UBS is advising investors to boost allocations to alternative assets as a way to contend with rising market volatility and heightened geopolitical risks. The bank pointed to hedge funds, private markets and infrastructure as primary diversifiers that could help portfolios in the current environment.
UBS said the end of a rate-cut cycle, together with increasing global debt levels, strengthens the argument for alternatives. According to the bank, these strategies can introduce fresh sources of return and potentially lower portfolio-level risk.
On hedge funds, UBS emphasized several strategy types it views as particularly attractive. The bank noted that global macro strategies have historically performed well during geopolitical crises, delivering equity-like returns but with meaningfully lower volatility and smaller drawdowns. UBS also highlighted equity market neutral and multi-strategy funds as flexible approaches able to generate returns across rising and falling markets.
"In our view, hedge fund strategies like discretionary macro, equity market neutral, and multi-strategy platforms are well placed to earn returns amid volatility," analysts at UBS said.

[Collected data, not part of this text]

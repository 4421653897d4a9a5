//! Thread-safe priority queue over the heap core
//!
//! [`PriorityQueue`] wraps the heap engine in a single per-instance
//! mutex and holds it for the whole of every operation, so no thread
//! can observe a partially-grown or partially-renumbered heap. In
//! blocking mode a condition variable parks empty-queue consumers
//! until a producer inserts.

use crate::entry::Entry;
use crate::error::{QueueError, QueueResult};
use crate::internal::HeapCore;
use crate::iter::QueueView;
use crate::types::{QueueConfig, QueueStats};
use std::ops::Deref;
use std::sync::{Condvar, Mutex, MutexGuard};

/// Thread-safe array-backed binary min-heap priority queue
///
/// Any number of threads may insert and remove concurrently through a
/// shared `Arc<PriorityQueue<T>>`. The lowest priority value pops
/// first; equal priorities pop in insertion order (FIFO), tracked by a
/// monotonic insertion id.
///
/// # Ownership
///
/// `insert` consumes the value; the queue owns it until `pop` hands it
/// back inside an [`Entry`], or until the queue itself is dropped,
/// which releases every remaining value exactly once. A value rejected
/// for capacity is dropped by the queue as well - the caller must not
/// expect it back.
///
/// # Example
///
/// ```rust
/// use priqueue::{PriorityQueue, QueueConfig};
/// use std::sync::Arc;
/// use std::thread;
///
/// let queue = Arc::new(PriorityQueue::with_config(QueueConfig {
///     blocking: true,
///     ..QueueConfig::default()
/// }));
///
/// let consumer = {
///     let queue = Arc::clone(&queue);
///     thread::spawn(move || queue.pop().unwrap().unwrap().into_value())
/// };
///
/// queue.insert("work item", 3).unwrap();
/// assert_eq!(consumer.join().unwrap(), "work item");
/// ```
#[derive(Debug)]
pub struct PriorityQueue<T> {
    core: Mutex<HeapCore<T>>,
    /// Signalled after each insert when in blocking mode.
    not_empty: Condvar,
    config: QueueConfig,
}

impl<T> PriorityQueue<T> {
    /// Create a non-blocking, unbounded queue with the given initial
    /// capacity.
    pub fn new(initial_capacity: usize) -> Self {
        Self::with_config(QueueConfig {
            initial_capacity,
            ..QueueConfig::default()
        })
    }

    /// Create a queue from an explicit configuration.
    pub fn with_config(config: QueueConfig) -> Self {
        Self {
            core: Mutex::new(HeapCore::new(&config)),
            not_empty: Condvar::new(),
            config,
        }
    }

    /// Configuration this queue was created with.
    pub fn config(&self) -> &QueueConfig {
        &self.config
    }

    fn lock(&self) -> QueueResult<MutexGuard<'_, HeapCore<T>>> {
        self.core.lock().map_err(|_| QueueError::LockPoisoned)
    }

    /// Insert a value at the given priority; smaller priorities pop
    /// first.
    ///
    /// Returns the number of items queued after the insert. A full
    /// queue grows automatically unless a limit is configured, in which
    /// case the insert returns [`QueueError::CapacityExceeded`] and the
    /// rejected value is dropped by the queue.
    ///
    /// In blocking mode one waiting consumer is signalled after the
    /// lock is released.
    pub fn insert(&self, value: T, priority: u64) -> QueueResult<usize> {
        let result = {
            let mut core = self.lock()?;
            core.insert(value, priority)
        };
        // Signalled outside the critical section; a waiter woken on a
        // rejected insert re-checks emptiness and parks again.
        if self.config.blocking {
            self.not_empty.notify_one();
        }
        result
    }

    /// Remove and return the lowest-priority entry.
    ///
    /// In blocking mode an empty queue suspends the calling thread
    /// until a concurrent insert occurs, so `Ok(None)` is never
    /// returned. In non-blocking mode an empty queue returns `Ok(None)`
    /// immediately. Ownership of the entry's value transfers to the
    /// caller.
    pub fn pop(&self) -> QueueResult<Option<Entry<T>>> {
        let mut core = self.lock()?;
        if self.config.blocking {
            // Re-check after every wake: spurious wakeups and competing
            // consumers can leave the queue empty again.
            while core.is_empty() {
                core = self
                    .not_empty
                    .wait(core)
                    .map_err(|_| QueueError::LockPoisoned)?;
            }
        }
        Ok(core.remove_min())
    }

    /// Borrow the lowest-priority entry without removing it.
    ///
    /// Never blocks on emptiness, in either mode. The returned
    /// [`PeekRef`] holds the queue lock: other operations wait until it
    /// is dropped, and the reference cannot be invalidated underneath
    /// the caller.
    pub fn peek(&self) -> QueueResult<Option<PeekRef<'_, T>>> {
        let guard = self.lock()?;
        if guard.is_empty() {
            return Ok(None);
        }
        Ok(Some(PeekRef { guard }))
    }

    /// Atomically move every entry into a freshly created queue of the
    /// same configuration, leaving this queue empty.
    ///
    /// Entries leave in pop order and the destination assigns fresh
    /// ids from 1, so relative FIFO order among equal priorities is
    /// preserved.
    pub fn drain_all(&self) -> QueueResult<PriorityQueue<T>> {
        let destination = PriorityQueue::with_config(self.config.clone());
        let mut source = self.lock()?;
        {
            let mut dest_core = destination.lock()?;
            log::debug!("draining {} entries into a fresh queue", source.len());
            while let Some(entry) = source.remove_min() {
                let (priority, value) = entry.into_parts();
                dest_core.insert(value, priority)?;
            }
        }
        Ok(destination)
    }

    /// Number of entries currently queued.
    pub fn len(&self) -> QueueResult<usize> {
        Ok(self.lock()?.len())
    }

    /// Whether the queue is currently empty.
    pub fn is_empty(&self) -> QueueResult<bool> {
        Ok(self.lock()?.is_empty())
    }

    /// Point-in-time statistics: length, allocated capacity, limit and
    /// the next insertion id.
    pub fn stats(&self) -> QueueResult<QueueStats> {
        Ok(self.lock()?.stats())
    }

    /// Take a locked read-only view for storage-order iteration.
    ///
    /// The view holds the queue lock for its lifetime; see
    /// [`QueueView`] for the traversal contract.
    pub fn view(&self) -> QueueResult<QueueView<'_, T>> {
        Ok(QueueView::new(self.lock()?))
    }

    #[cfg(test)]
    pub(crate) fn force_next_id(&self, id: u64) {
        self.core.lock().unwrap().set_next_id(id);
    }
}

/// Locked borrow of the queue's root entry, returned by
/// [`PriorityQueue::peek`].
///
/// Dereferences to the [`Entry`] with the smallest (priority, id). The
/// queue lock is held until the `PeekRef` is dropped.
#[derive(Debug)]
pub struct PeekRef<'a, T> {
    guard: MutexGuard<'a, HeapCore<T>>,
}

impl<T> Deref for PeekRef<'_, T> {
    type Target = Entry<T>;

    fn deref(&self) -> &Entry<T> {
        match self.guard.root() {
            Some(entry) => entry,
            // Constructed only on a non-empty heap, and the held guard
            // keeps it non-empty.
            None => unreachable!("PeekRef on empty heap"),
        }
    }
}
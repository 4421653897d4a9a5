//! Type definitions for the priority queue
//!
//! This module contains the configuration and statistics value types
//! used by [`PriorityQueue`](crate::PriorityQueue).

/// Default initial capacity when none is configured.
pub const DEFAULT_CAPACITY: usize = 64;

/// Configuration for a priority queue instance
#[derive(Debug, Clone, PartialEq, Eq)]
pub struct QueueConfig {
    /// Initial usable capacity. A hint only: an unlimited queue grows
    /// automatically once it fills.
    pub initial_capacity: usize,
    /// When `true`, `pop` on an empty queue suspends the calling thread
    /// until an insert occurs instead of returning `None`.
    pub blocking: bool,
    /// Hard ceiling on queued items; `0` means unbounded. A full queue
    /// with a positive limit rejects inserts instead of growing.
    pub limit: usize,
}

impl Default for QueueConfig {
    fn default() -> Self {
        Self {
            initial_capacity: DEFAULT_CAPACITY,
            blocking: false,
            limit: 0,
        }
    }
}

/// Point-in-time statistics for a priority queue
#[derive(Debug, Clone, PartialEq, Eq)]
pub struct QueueStats {
    /// Number of entries currently queued
    pub len: usize,
    /// Usable entry slots currently allocated
    pub capacity: usize,
    /// Configured hard limit (`0` = unbounded)
    pub limit: usize,
    /// Next insertion id to be assigned
    pub next_id: u64,
}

Within private markets, UBS said it remains constructive on private equity, citing improving deal activity, stronger exit trends and what it described as a more favorable macro backdrop. The bank expressed a preference for value-oriented buyouts and secondary transactions, suggesting these segments may be less vulnerable to sector-specific swings.
UBS urged a more cautious approach to direct lending. The bank warned that default risks are rising in lower-tier segments and advised investors to emphasize higher-quality borrowers when considering direct lending exposure.
Infrastructure and real estate were identified as potential long-term diversifiers. UBS said infrastructure assets can offer stable, inflation-linked cash flows, while real estate returns in the present environment are likely to be driven more by income than by capital appreciation. The bank described these asset classes as complementary to other alternative strategies.
At the same time, UBS cautioned that alternatives carry their own set of challenges. The bank pointed out risks such as illiquidity, higher fees and reduced transparency compared with traditional public market investments. Investors, UBS said, should weigh these trade-offs when considering increased allocations to alternatives.
Bottom line: UBS recommends expanding exposure to alternatives - including hedge funds, private equity, infrastructure and real estate - as a hedge against volatility and geopolitical uncertainty, while remaining mindful of liquidity, fee and transparency risks.